Es war der 5. November, ein Mittwoch, grau und windig, am Nachmittag, und ich hatte keine Ahnung, auf was ich mich einließ.

Kurz vor der Zugspitzstraße kam mir Felix Leitner entgegen. Ein ziemlicher Sprücheklopfer aus meiner Klasse, wenn’s nach mir geht. Sein Großvater ist Vorsitzender des Schützenvereins und sein Vater Stadtrat in unserem Städtchen. Als Leitner mich sah, klingelte er wie verrückt und rief mir zu: „Was machst du denn hier?“

Ich rief zurück: „Ich fahr ins Moor, du Depp!“

Und radelte an ihm vorbei, rechts in die Zugspitzstraße.

Wusste er auch von dem Haus?

Wohl kaum, dachte ich. Ich konnte ihn mir nicht mit einem Buch in der Hand vorstellen (Schulbücher ausgenommen), schon eher mit einer Knarre. Einmal hatte er eine Pistole mit in die Klasse gebracht. Aus der Sammlung seines Großvaters oder Vaters, ich weiß es nicht mehr. Er hatte richtig leuchtende Augen, als er das Teil vorführte. Es sah aber tatsächlich alt und echt aus und natürlich schaute auch ich ihm zu, als er uns zeigte, wie es funktionierte.

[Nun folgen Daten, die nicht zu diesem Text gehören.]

//! Domain module - catalog entities shared by the harvest and scrape stages

pub mod course;

pub use course::{Category, Column, CourseRecord, Field, LinkEntry, NOT_AVAILABLE};
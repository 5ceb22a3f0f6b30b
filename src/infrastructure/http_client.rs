//! HTTP client for detail-page fetching with rate limiting and retry
//!
//! Requests are paced by a governor quota. A fetch makes a fixed number of
//! attempts: 2xx returns immediately, 403/429 back off linearly with the
//! attempt number, other statuses wait the base delay, transport errors back
//! off linearly.

use governor::{
    clock::DefaultClock,
    state::{direct::NotKeyed, InMemoryState},
    Quota, RateLimiter,
};
use reqwest::{
    header::{HeaderMap, HeaderValue, ACCEPT, ACCEPT_LANGUAGE, USER_AGENT},
    Client, StatusCode,
};
use std::num::NonZeroU32;
use std::time::Duration;
use thiserror::Error;
use tokio_util::sync::CancellationToken;
use tracing::{debug, info, warn};

/// HTTP client configuration for page fetching
#[derive(Debug, Clone, serde::Serialize)]
pub struct HttpClientConfig {
    pub user_agent: String,
    pub accept_language: String,
    pub timeout_seconds: u64,
    pub max_requests_per_second: u32,
    pub max_retries: u32,
    pub request_delay_ms: u64,
    pub follow_redirects: bool,
}

impl Default for HttpClientConfig {
    fn default() -> Self {
        Self {
            user_agent: "Mozilla/5.0 (Windows NT 10.0; Win64; x64) AppleWebKit/537.36 (KHTML, like Gecko) Chrome/120.0 Safari/537.36".to_string(),
            accept_language: "en-US,en;q=0.9".to_string(),
            timeout_seconds: 25,
            max_requests_per_second: 2,
            max_retries: 3,
            request_delay_ms: 2000,
            follow_redirects: true,
        }
    }
}

#[derive(Error, Debug)]
pub enum FetchError {
    #[error("Failed to fetch {url} after {attempts} attempts: {detail}")]
    Exhausted {
        url: String,
        attempts: u32,
        last_status: Option<u16>,
        detail: String,
    },

    #[error("Fetch cancelled: {url}")]
    Cancelled { url: String },

    #[error("HTTP client setup failed: {0}")]
    Setup(String),
}

impl FetchError {
    pub fn last_status(&self) -> Option<u16> {
        match self {
            FetchError::Exhausted { last_status, .. } => *last_status,
            _ => None,
        }
    }
}

/// A successfully fetched page
#[derive(Debug, Clone)]
pub struct FetchedPage {
    pub url: String,
    pub final_url: String,
    pub status: u16,
    pub body: String,
}

/// Rate-limited HTTP client with a fixed retry policy
pub struct HttpClient {
    client: Client,
    rate_limiter: RateLimiter<NotKeyed, InMemoryState, DefaultClock>,
    config: HttpClientConfig,
}

impl HttpClient {
    pub fn new(config: HttpClientConfig) -> Result<Self, FetchError> {
        let header = |value: &str, what: &str| {
            HeaderValue::from_str(value).map_err(|e| FetchError::Setup(format!("Invalid {what}: {e}")))
        };
        let mut headers = HeaderMap::new();
        headers.insert(USER_AGENT, header(&config.user_agent, "user agent")?);
        headers.insert(ACCEPT_LANGUAGE, header(&config.accept_language, "accept language")?);
        headers.insert(
            ACCEPT,
            HeaderValue::from_static("text/html,application/xhtml+xml,application/xml;q=0.9,*/*;q=0.8"),
        );

        let client = Client::builder()
            .timeout(Duration::from_secs(config.timeout_seconds))
            .default_headers(headers)
            .cookie_store(true)
            .redirect(if config.follow_redirects {
                reqwest::redirect::Policy::limited(10)
            } else {
                reqwest::redirect::Policy::none()
            })
            .build()
            .map_err(|e| FetchError::Setup(e.to_string()))?;

        let per_second = NonZeroU32::new(config.max_requests_per_second)
            .ok_or_else(|| FetchError::Setup("Rate limit must be greater than 0".to_string()))?;
        let rate_limiter = RateLimiter::direct(Quota::per_second(per_second));

        Ok(Self {
            client,
            rate_limiter,
            config,
        })
    }

    pub fn config(&self) -> &HttpClientConfig {
        &self.config
    }

    /// Fetch a page, retrying per the configured policy
    pub async fn fetch(&self, url: &str, cancellation_token: &CancellationToken) -> Result<FetchedPage, FetchError> {
        let attempts = self.config.max_retries.max(1);
        let base_delay = Duration::from_millis(self.config.request_delay_ms);
        let mut last_status = None;
        let mut detail = String::from("no attempt made");

        for attempt in 1..=attempts {
            if cancellation_token.is_cancelled() {
                return Err(FetchError::Cancelled { url: url.to_string() });
            }
            tokio::select! {
                () = self.rate_limiter.until_ready() => {},
                () = cancellation_token.cancelled() => {
                    return Err(FetchError::Cancelled { url: url.to_string() });
                }
            }

            info!("Fetching URL (attempt {}/{}): {}", attempt, attempts, url);
            let backoff = match self.client.get(url).send().await {
                Ok(response) => {
                    let status = response.status();
                    last_status = Some(status.as_u16());
                    if status.is_success() {
                        let final_url = response.url().to_string();
                        match response.text().await {
                            Ok(body) => {
                                debug!("Fetched {} ({} chars)", url, body.len());
                                return Ok(FetchedPage {
                                    url: url.to_string(),
                                    final_url,
                                    status: status.as_u16(),
                                    body,
                                });
                            }
                            Err(e) => {
                                detail = format!("failed to read body: {e}");
                                base_delay * attempt
                            }
                        }
                    } else {
                        detail = format!("HTTP {status}");
                        Self::status_backoff(status, base_delay, attempt)
                    }
                }
                Err(e) => {
                    detail = e.to_string();
                    base_delay * attempt
                }
            };

            warn!("Attempt {}/{} for {} failed: {}", attempt, attempts, url, detail);
            if attempt < attempts {
                tokio::select! {
                    () = tokio::time::sleep(backoff) => {},
                    () = cancellation_token.cancelled() => {
                        return Err(FetchError::Cancelled { url: url.to_string() });
                    }
                }
            }
        }

        Err(FetchError::Exhausted {
            url: url.to_string(),
            attempts,
            last_status,
            detail,
        })
    }

    fn status_backoff(status: StatusCode, base_delay: Duration, attempt: u32) -> Duration {
        if status == StatusCode::FORBIDDEN || status == StatusCode::TOO_MANY_REQUESTS {
            base_delay * attempt
        } else {
            base_delay
        }
    }
}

Sonst fiel mir zu Felix Leitner nur ein, dass wir entfernt miteinander verwandt waren. Er hatte sich vor mir aufgebaut, damals vor zwei Jahren, als wir in dieselbe Klasse kamen, die 5., und mir das gesagt. Sehr entfernt, hatte mein Großvater geknurrt. Sein Großvater war ein Neffe meiner Ururgroßmutter oder so.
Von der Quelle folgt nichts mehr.